I regret that I called this game "half-assed" in my previous post. I made a number of specific criticisms, and I feel those criticisms are valid, but that was unnecessarily personal. I don't know the circumstances behind the making of this game. Maybe it was underfunded or understaffed. Maybe it was rushed to market before it was ready. Maybe the programmers tried their best, and they simply didn't have the skill to bring their vision to life.
Or maybe I just don't understand the point of this game. That is a possibility that seems more and more plausible to me as time goes on. When I first encountered the game, I assumed it was a pet simulator, that the point was to bond with these virtual animals and take care of them while you explored a fantasy world. I'm beginning to think that the real point of the game is to be mindlessly diverting while showing animations of cute animals prancing around (though, I have to say, the animation for the sledge-pulling course looks more than a little cruel), and that me expecting it to be a hardcore simulation might have been unfair.
It certainly succeeds at those more modest goals. I've played for eight hours already, and those hours have been relatively painless, primarily because this is the kind of game that is easy to play while watching television. You barely have to pay attention to it. I don't know if I'd call that a recommendation, but sometimes you don't want to concentrate so hard, you know? I've played nearly 2000 games of windows solitaire, and that game is the definition of pointless.

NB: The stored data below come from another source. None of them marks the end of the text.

use pitchcraft_generator::revenue_model_catalog;

use crate::cli::GlobalFlags;
use crate::output::{output, revenue_models_text};

/// Handle `pcraft revenue-models`.
pub fn handle(flags: &GlobalFlags) -> anyhow::Result<()> {
    let catalog = revenue_model_catalog();
    output(catalog.as_slice(), flags.format, revenue_models_text)
}
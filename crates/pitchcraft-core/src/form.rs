//! Editable startup form state.
//!
//! A `StartupForm` lives for one user session. Each bullet field always holds
//! at least one entry so there is somewhere to type; `submit` turns the form
//! into an immutable [`StartupData`] once the name is filled in.

use crate::entities::{StartupData, is_blank};
use crate::enums::BulletField;
use crate::errors::CoreError;

#[derive(Debug, Clone, PartialEq, Eq)]
pub struct StartupForm {
    data: StartupData,
}

impl Default for StartupForm {
    fn default() -> Self {
        Self::new()
    }
}

impl StartupForm {
    /// Blank form with one empty entry per bullet field.
    #[must_use]
    pub fn new() -> Self {
        Self {
            data: StartupData {
                name: String::new(),
                problem: vec![String::new()],
                solution: vec![String::new()],
                target: vec![String::new()],
                unique: vec![String::new()],
            },
        }
    }

    #[must_use]
    pub fn name(&self) -> &str {
        &self.data.name
    }

    pub fn set_name(&mut self, name: impl Into<String>) {
        self.data.name = name.into();
    }

    #[must_use]
    pub fn bullets(&self, field: BulletField) -> &[String] {
        self.data.bullets(field)
    }

    /// Append an empty entry to `field`.
    pub fn add_bullet(&mut self, field: BulletField) {
        self.field_mut(field).push(String::new());
    }

    /// Replace the entry at `index`.
    ///
    /// # Errors
    ///
    /// Returns [`CoreError::Validation`] when `index` is out of range.
    pub fn update_bullet(
        &mut self,
        field: BulletField,
        index: usize,
        value: impl Into<String>,
    ) -> Result<(), CoreError> {
        let entries = self.field_mut(field);
        let len = entries.len();
        let slot = entries
            .get_mut(index)
            .ok_or_else(|| out_of_range(field, index, len))?;
        *slot = value.into();
        Ok(())
    }

    /// Remove the entry at `index`.
    ///
    /// The last remaining entry is never removed; in that case nothing
    /// changes and `Ok(false)` is returned.
    ///
    /// # Errors
    ///
    /// Returns [`CoreError::Validation`] when `index` is out of range.
    pub fn remove_bullet(&mut self, field: BulletField, index: usize) -> Result<bool, CoreError> {
        let entries = self.field_mut(field);
        if index >= entries.len() {
            return Err(out_of_range(field, index, entries.len()));
        }
        if entries.len() == 1 {
            return Ok(false);
        }
        entries.remove(index);
        Ok(true)
    }

    /// Fill a bullet field from a list, replacing what is there.
    ///
    /// An empty list leaves a single empty entry behind.
    pub fn set_bullets<I, S>(&mut self, field: BulletField, values: I)
    where
        I: IntoIterator<Item = S>,
        S: Into<String>,
    {
        let entries = self.field_mut(field);
        entries.clear();
        entries.extend(values.into_iter().map(Into::into));
        if entries.is_empty() {
            entries.push(String::new());
        }
    }

    /// Whether the form may be submitted (non-blank name).
    #[must_use]
    pub fn can_submit(&self) -> bool {
        !is_blank(&self.data.name)
    }

    /// Snapshot the form as an input record.
    ///
    /// # Errors
    ///
    /// Returns [`CoreError::Validation`] when the startup name is blank.
    pub fn submit(&self) -> Result<StartupData, CoreError> {
        if !self.can_submit() {
            return Err(CoreError::Validation(
                "startup name must not be empty".to_string(),
            ));
        }
        Ok(self.data.clone())
    }

    /// Discard all edits.
    pub fn reset(&mut self) {
        *self = Self::new();
    }

    fn field_mut(&mut self, field: BulletField) -> &mut Vec<String> {
        match field {
            BulletField::Problem => &mut self.data.problem,
            BulletField::Solution => &mut self.data.solution,
            BulletField::Target => &mut self.data.target,
            BulletField::Unique => &mut self.data.unique,
        }
    }
}

fn out_of_range(field: BulletField, index: usize, len: usize) -> CoreError {
    CoreError::Validation(format!(
        "{field} bullet index {index} out of range (len {len})"
    ))
}

impl From<StartupData> for StartupForm {
    fn from(data: StartupData) -> Self {
        let mut form = Self { data };
        for field in BulletField::ALL {
            let entries = form.field_mut(field);
            if entries.is_empty() {
                entries.push(String::new());
            }
        }
        form
    }
}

Secret of the Magic Crystals at least gives you some long-term goals to give the repetitive, mindless tasks a greater context. I was pretty thrilled when I got my level 4 unicorn, though due to the game's inexplicable "only one breeding per lifetime," I now have to leave it in the stable while I go through the whole rigamarole again to get a second level four horse. And maybe that will take another 8 hours. And then I'll be practically done!